// Announcement queue
//
// Single-consumer FIFO of spoken announcements. At most one utterance is in
// flight; the next one starts only after the engine reports completion.
// Voice and prosody settings are read when an utterance starts, so a settings
// change affects only announcements that have not started yet. There is no
// cancellation: an accepted announcement always plays.

use serde::Serialize;
use std::collections::VecDeque;
use std::sync::Arc;
use tokio::sync::mpsc;
use tracing::{debug, info, warn};

use super::engine::{SpeechEngine, Utterance};
use super::voices::VoiceCache;
use crate::config::SpeechConfig;
use crate::error::ChatError;

/// Text to announce and who wrote it
#[derive(Debug, Clone, PartialEq, Eq)]
pub struct AnnouncementTask {
    pub text: String,
    pub speaker: String,
}

impl AnnouncementTask {
    pub fn new(text: impl Into<String>, speaker: impl Into<String>) -> Self {
        Self {
            text: text.into(),
            speaker: speaker.into(),
        }
    }

    /// Phrase spoken for this task
    pub fn phrase(&self) -> String {
        format!("{} says: {}", self.speaker, self.text)
    }
}

pub const RATE_RANGE: (f32, f32) = (0.5, 2.0);
pub const PITCH_RANGE: (f32, f32) = (0.5, 2.0);
pub const VOLUME_RANGE: (f32, f32) = (0.0, 1.0);

/// User-adjustable speech settings
#[derive(Debug, Clone, PartialEq, Serialize)]
pub struct SpeechSettings {
    pub enabled: bool,
    /// Selected voice name; empty or unknown falls back to the engine default
    pub voice: String,
    pub rate: f32,
    pub pitch: f32,
    pub volume: f32,
}

impl Default for SpeechSettings {
    fn default() -> Self {
        Self {
            enabled: true,
            voice: String::new(),
            rate: 1.0,
            pitch: 1.0,
            volume: 1.0,
        }
    }
}

impl SpeechSettings {
    pub fn from_config(config: &SpeechConfig) -> Self {
        Self {
            enabled: config.enabled,
            voice: config.voice.clone(),
            rate: config.rate.clamp(RATE_RANGE.0, RATE_RANGE.1),
            pitch: config.pitch.clamp(PITCH_RANGE.0, PITCH_RANGE.1),
            volume: config.volume.clamp(VOLUME_RANGE.0, VOLUME_RANGE.1),
        }
    }

    /// Build the utterance for `task` with the current settings
    pub fn utterance(&self, task: &AnnouncementTask, voices: &VoiceCache) -> Utterance {
        Utterance {
            text: task.phrase(),
            voice: voices.find(&self.voice).cloned(),
            rate: self.rate,
            pitch: self.pitch,
            volume: self.volume,
        }
    }
}

/// Completion report for one utterance
#[derive(Debug)]
pub struct PlaybackOutcome {
    pub task: AnnouncementTask,
    pub result: Result<(), ChatError>,
}

/// Sequential announcement player
///
/// The owner drives it: `enqueue` starts playback when idle, and each
/// `completed()` outcome must be handed back through `finish`, which starts
/// the next task.
pub struct AnnouncementQueue {
    engine: Arc<dyn SpeechEngine>,
    pending: VecDeque<AnnouncementTask>,
    speaking: bool,
    done_tx: mpsc::UnboundedSender<PlaybackOutcome>,
    done_rx: mpsc::UnboundedReceiver<PlaybackOutcome>,
}

impl AnnouncementQueue {
    pub fn new(engine: Arc<dyn SpeechEngine>) -> Self {
        let (done_tx, done_rx) = mpsc::unbounded_channel();
        Self {
            engine,
            pending: VecDeque::new(),
            speaking: false,
            done_tx,
            done_rx,
        }
    }

    /// Submit a task
    ///
    /// Dropped when speech is disabled or the text is blank. Returns whether
    /// the task was accepted.
    pub fn enqueue(
        &mut self,
        task: AnnouncementTask,
        settings: &SpeechSettings,
        voices: &VoiceCache,
    ) -> bool {
        if !settings.enabled || task.text.trim().is_empty() {
            debug!("Dropping announcement from {}", task.speaker);
            return false;
        }

        self.pending.push_back(task);
        if !self.speaking {
            self.drain_step(settings, voices);
        }
        true
    }

    /// Wait for the in-flight utterance to finish
    ///
    /// Returns `None` when nothing is playing.
    pub async fn completed(&mut self) -> Option<PlaybackOutcome> {
        if !self.speaking {
            return None;
        }
        self.done_rx.recv().await
    }

    /// Account for a finished utterance and start the next one
    pub fn finish(
        &mut self,
        outcome: &PlaybackOutcome,
        settings: &SpeechSettings,
        voices: &VoiceCache,
    ) {
        match &outcome.result {
            Ok(()) => debug!("Finished announcement from {}", outcome.task.speaker),
            Err(e) => warn!(
                "Skipping failed announcement from {}: {}",
                outcome.task.speaker, e
            ),
        }
        self.drain_step(settings, voices);
    }

    fn drain_step(&mut self, settings: &SpeechSettings, voices: &VoiceCache) {
        let Some(task) = self.pending.pop_front() else {
            self.speaking = false;
            return;
        };

        self.speaking = true;
        let utterance = settings.utterance(&task, voices);
        if utterance.voice.is_none() && !settings.voice.is_empty() {
            debug!("Voice {:?} unavailable, using engine default", settings.voice);
        }

        info!("Announcing message from {}", task.speaker);

        let engine = Arc::clone(&self.engine);
        let done = self.done_tx.clone();
        tokio::spawn(async move {
            let result = engine
                .speak(utterance)
                .await
                .map_err(|e| ChatError::Synthesis(format!("{:#}", e)));
            // Receiver lives as long as the queue
            let _ = done.send(PlaybackOutcome { task, result });
        });
    }

    pub fn is_speaking(&self) -> bool {
        self.speaking
    }

    /// Tasks waiting behind the in-flight one
    pub fn pending_len(&self) -> usize {
        self.pending.len()
    }
}
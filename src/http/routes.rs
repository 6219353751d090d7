use super::handlers;
use super::state::AppState;
use axum::{
    routing::{get, post, put},
    Router,
};
use tower_http::{cors::CorsLayer, trace::TraceLayer};

/// Create the HTTP router with all routes
pub fn create_router(state: AppState) -> Router {
    Router::new()
        // Health check
        .route("/health", get(handlers::health_check))
        // View
        .route("/view", get(handlers::get_view))
        .route("/frame", get(handlers::get_frame))
        // Session
        .route("/session/username", post(handlers::set_username))
        // Compose
        .route("/compose/draft", put(handlers::edit_draft))
        .route(
            "/compose/media",
            post(handlers::attach_media).delete(handlers::remove_media),
        )
        // Messages
        .route("/messages", post(handlers::send_message))
        .route("/messages/:message_id/copy", post(handlers::copy_code))
        // Settings
        .route("/settings", put(handlers::update_settings))
        .route("/settings/toggle", post(handlers::toggle_settings))
        .route("/voices/refresh", post(handlers::refresh_voices))
        // Add tracing middleware for request logging
        .layer(TraceLayer::new_for_http())
        // Local control API; any origin may drive it
        .layer(CorsLayer::permissive())
        .with_state(state)
}
use serde::Serialize;

use super::engine::Voice;

/// Voices reported by the engine at the last refresh
#[derive(Debug, Clone, Default, PartialEq, Serialize)]
pub struct VoiceCache {
    voices: Vec<Voice>,
}

impl VoiceCache {
    pub fn new(voices: Vec<Voice>) -> Self {
        Self { voices }
    }

    pub fn replace(&mut self, voices: Vec<Voice>) {
        self.voices = voices;
    }

    pub fn find(&self, name: &str) -> Option<&Voice> {
        self.voices.iter().find(|v| v.name == name)
    }

    pub fn first(&self) -> Option<&Voice> {
        self.voices.first()
    }

    pub fn all(&self) -> &[Voice] {
        &self.voices
    }

    pub fn len(&self) -> usize {
        self.voices.len()
    }

    pub fn is_empty(&self) -> bool {
        self.voices.is_empty()
    }
}
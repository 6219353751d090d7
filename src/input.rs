use std::path::PathBuf;

use crate::error::ChatError;
use crate::session::Action;

pub const HELP: &str = "\
Type a message and press Enter. Write \\n for a line break, e.g.
  ```rust\\nfn main() {}\\n```
Commands:
  /settings          toggle the settings panel
  /voice NAME        select a voice
  /voices            reload the voice list
  /rate X            speech rate (0.5 - 2.0)
  /pitch X           speech pitch (0.5 - 2.0)
  /volume X          speech volume (0.0 - 1.0)
  /tts on|off        enable or disable speech
  /upload PATH       attach an image or video
  /remove            discard the attachment
  /copy ID           copy a code block
  /dismiss           hide the last warning
  /quit              leave";

/// A parsed terminal input line
#[derive(Debug, Clone, PartialEq)]
pub enum InputCommand {
    /// Join with a username (login screen)
    Join(String),
    /// Send the text as a message
    Send(String),
    Apply(Action),
    Upload(PathBuf),
    Help,
    Quit,
}

/// Parse one line typed by the user
pub fn parse_line(line: &str, joined: bool) -> Result<InputCommand, ChatError> {
    if !joined {
        return Ok(InputCommand::Join(line.to_string()));
    }

    let Some(command) = line.strip_prefix('/') else {
        return Ok(InputCommand::Send(line.replace("\\n", "\n")));
    };

    let (name, arg) = match command.split_once(char::is_whitespace) {
        Some((name, arg)) => (name, arg.trim()),
        None => (command, ""),
    };

    let action = match name {
        "settings" => Action::ToggleSettings,
        "voice" => Action::SelectVoice(required(name, arg)?.to_string()),
        "voices" => Action::RefreshVoices,
        "rate" => Action::SetRate(number(name, arg)?),
        "pitch" => Action::SetPitch(number(name, arg)?),
        "volume" => Action::SetVolume(number(name, arg)?),
        "tts" => match arg {
            "on" => Action::SetSpeechEnabled(true),
            "off" => Action::SetSpeechEnabled(false),
            _ => return Err(ChatError::validation("usage: /tts on|off")),
        },
        "upload" => return Ok(InputCommand::Upload(PathBuf::from(required(name, arg)?))),
        "remove" => Action::RemoveMedia,
        "copy" => Action::CopyCode(required(name, arg)?.to_string()),
        "dismiss" => Action::DismissNotice,
        "help" => return Ok(InputCommand::Help),
        "quit" | "exit" => return Ok(InputCommand::Quit),
        other => {
            return Err(ChatError::validation(format!(
                "unknown command /{} (try /help)",
                other
            )))
        }
    };

    Ok(InputCommand::Apply(action))
}

fn required<'a>(name: &str, arg: &'a str) -> Result<&'a str, ChatError> {
    if arg.is_empty() {
        Err(ChatError::validation(format!("/{} needs an argument", name)))
    } else {
        Ok(arg)
    }
}

fn number(name: &str, arg: &str) -> Result<f32, ChatError> {
    required(name, arg)?
        .parse()
        .map_err(|_| ChatError::validation(format!("/{} needs a number", name)))
}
--------------------
Taking the listing above as a whole, count the lines that include the word "PlaybackOutcome" and report the figure only.

6